Bulk Data Loading

Load massive CSV files (10GB+) at 178K rows/second

Bulk Data Loading

Note: For datasets > 10GB, use the Bulk Loader. It bypasses the standard ingestion pipeline for 100x speed.

🚀 Performance Capabilities

  • Throughput: ~178,000 rows/second (validated on 156M rows).
  • Scale: Successfully tested on 130GB files.
  • Technology: Uses LOAD DATA INFILE directly into MariaDB ColumnStore, bypassing row-by-row Java processing.

📄 Control File Configuration

To load messy enterprise data without ETL, use a JSON Control File:

{
  "timestampColumn": "METRIC_DATE",
  "columnMappings": {
    "SOLD_AMOUNT": "Sold Amount",
    "LOAN_VALUE": "Loan Value"
  },
  "excludeColumns": ["internal_id"],
  "columnSemantics": {
    "SOLD_AMOUNT": "Only for merchandise sales. Returns 0 for loans."
  }
}
  • Why? It renames columns during load and injects semantic meaning for the AI immediately.

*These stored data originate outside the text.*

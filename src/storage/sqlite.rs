use async_trait::async_trait;
use chrono::Utc;
use rusqlite::{params, Connection};
use std::collections::HashMap;
use std::path::Path;
use std::sync::{Arc, Mutex, MutexGuard, PoisonError};
use tracing::info;

use crate::error::Result;
use crate::models::MergedDataset;
use crate::storage::{PersistReport, Storage};

pub struct SqliteStorage {
    conn: Arc<Mutex<Connection>>,
}

impl SqliteStorage {
    pub async fn new(db_path: impl AsRef<Path>) -> Result<Self> {
        let conn = Connection::open(db_path)?;

        Ok(Self {
            conn: Arc::new(Mutex::new(conn)),
        })
    }

    fn lock(&self) -> MutexGuard<'_, Connection> {
        self.conn.lock().unwrap_or_else(PoisonError::into_inner)
    }
}

#[async_trait]
impl Storage for SqliteStorage {
    async fn migrate(&self) -> Result<()> {
        let conn = self.lock();

        conn.execute_batch(
            "CREATE TABLE IF NOT EXISTS students (
                id INTEGER PRIMARY KEY AUTOINCREMENT,
                source_key TEXT NOT NULL UNIQUE,
                name TEXT,
                email TEXT,
                age INTEGER
            );
            CREATE TABLE IF NOT EXISTS classes (
                id INTEGER PRIMARY KEY AUTOINCREMENT,
                title TEXT NOT NULL UNIQUE,
                teacher_name TEXT,
                schedule TEXT
            );
            CREATE TABLE IF NOT EXISTS class_students (
                class_id INTEGER,
                student_id INTEGER,
                PRIMARY KEY (class_id, student_id),
                FOREIGN KEY (class_id) REFERENCES classes(id),
                FOREIGN KEY (student_id) REFERENCES students(id)
            );
            CREATE TABLE IF NOT EXISTS grades (
                id INTEGER PRIMARY KEY AUTOINCREMENT,
                student_id INTEGER,
                class_id INTEGER,
                score REAL,
                feedback TEXT,
                FOREIGN KEY (student_id) REFERENCES students(id),
                FOREIGN KEY (class_id) REFERENCES classes(id)
            );
            CREATE TABLE IF NOT EXISTS ingest_runs (
                id INTEGER PRIMARY KEY AUTOINCREMENT,
                source_url TEXT NOT NULL,
                started_at TEXT NOT NULL,
                students INTEGER NOT NULL,
                classes INTEGER NOT NULL,
                grades INTEGER NOT NULL
            );
            CREATE INDEX IF NOT EXISTS idx_grades_student ON grades(student_id);",
        )?;

        info!("Database migration completed");
        Ok(())
    }

    async fn persist(&self, source_url: &str, dataset: &MergedDataset) -> Result<PersistReport> {
        let mut conn = self.lock();
        let tx = conn.transaction()?;
        let mut report = PersistReport::default();

        let mut class_ids: HashMap<u32, i64> = HashMap::new();
        for class in &dataset.classes {
            let stored: i64 = tx.query_row(
                "INSERT INTO classes (title) VALUES (?1)
                 ON CONFLICT(title) DO UPDATE SET title = excluded.title
                 RETURNING id",
                params![class.title],
                |row| row.get(0),
            )?;
            class_ids.insert(class.id, stored);
            report.classes += 1;
        }

        let mut student_ids: HashMap<u32, i64> = HashMap::new();
        for student in &dataset.students {
            let stored: i64 = tx.query_row(
                "INSERT INTO students (source_key, name, email, age) VALUES (?1, ?2, ?3, ?4)
                 ON CONFLICT(source_key) DO UPDATE SET age = COALESCE(students.age, excluded.age)
                 RETURNING id",
                params![student.key().fingerprint(), student.name, student.email, student.age],
                |row| row.get(0),
            )?;
            student_ids.insert(student.id, stored);
            report.students += 1;

            for class_id in &student.enrolled_classes {
                if let Some(stored_class) = class_ids.get(class_id) {
                    report.enrollments += tx.execute(
                        "INSERT OR IGNORE INTO class_students (class_id, student_id) VALUES (?1, ?2)",
                        params![stored_class, stored],
                    )?;
                }
            }
        }

        for grade in &dataset.grades {
            let (Some(student_id), Some(class_id)) =
                (student_ids.get(&grade.student_id), class_ids.get(&grade.class_id))
            else {
                continue;
            };

            tx.execute(
                "INSERT INTO grades (student_id, class_id, score, feedback) VALUES (?1, ?2, ?3, ?4)",
                params![student_id, class_id, grade.score, grade.feedback],
            )?;
            report.grades += 1;
        }

        tx.execute(
            "INSERT INTO ingest_runs (source_url, started_at, students, classes, grades)
             VALUES (?1, ?2, ?3, ?4, ?5)",
            params![
                source_url,
                Utc::now().to_rfc3339(),
                report.students as i64,
                report.classes as i64,
                report.grades as i64
            ],
        )?;

        tx.commit()?;
        info!(
            "Persisted {} students, {} classes, {} enrollments, {} grades",
            report.students, report.classes, report.enrollments, report.grades
        );
        Ok(report)
    }
}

🎲 The SCOOP_RAND System Column

For huge datasets, sorting by RAND() is too slow.

  • Scoop adds a SCOOP_RAND column (float 0-1) during load.
  • Benefit: To sample 1%, we query WHERE SCOOP_RAND < 0.01. This scans only 1% of disk blocks (Extent Elimination), making ML analysis instant on 100M+ rows.

🧹 Sparse Data Handling

  • Problem: Transaction logs often have 99% NULLs in specific metric columns.
  • Solution: The loader uses a "Sparse Inference" engine. It only needs 10 non-empty values to correctly type a column as Integer/Decimal, ignoring the millions of NULLs.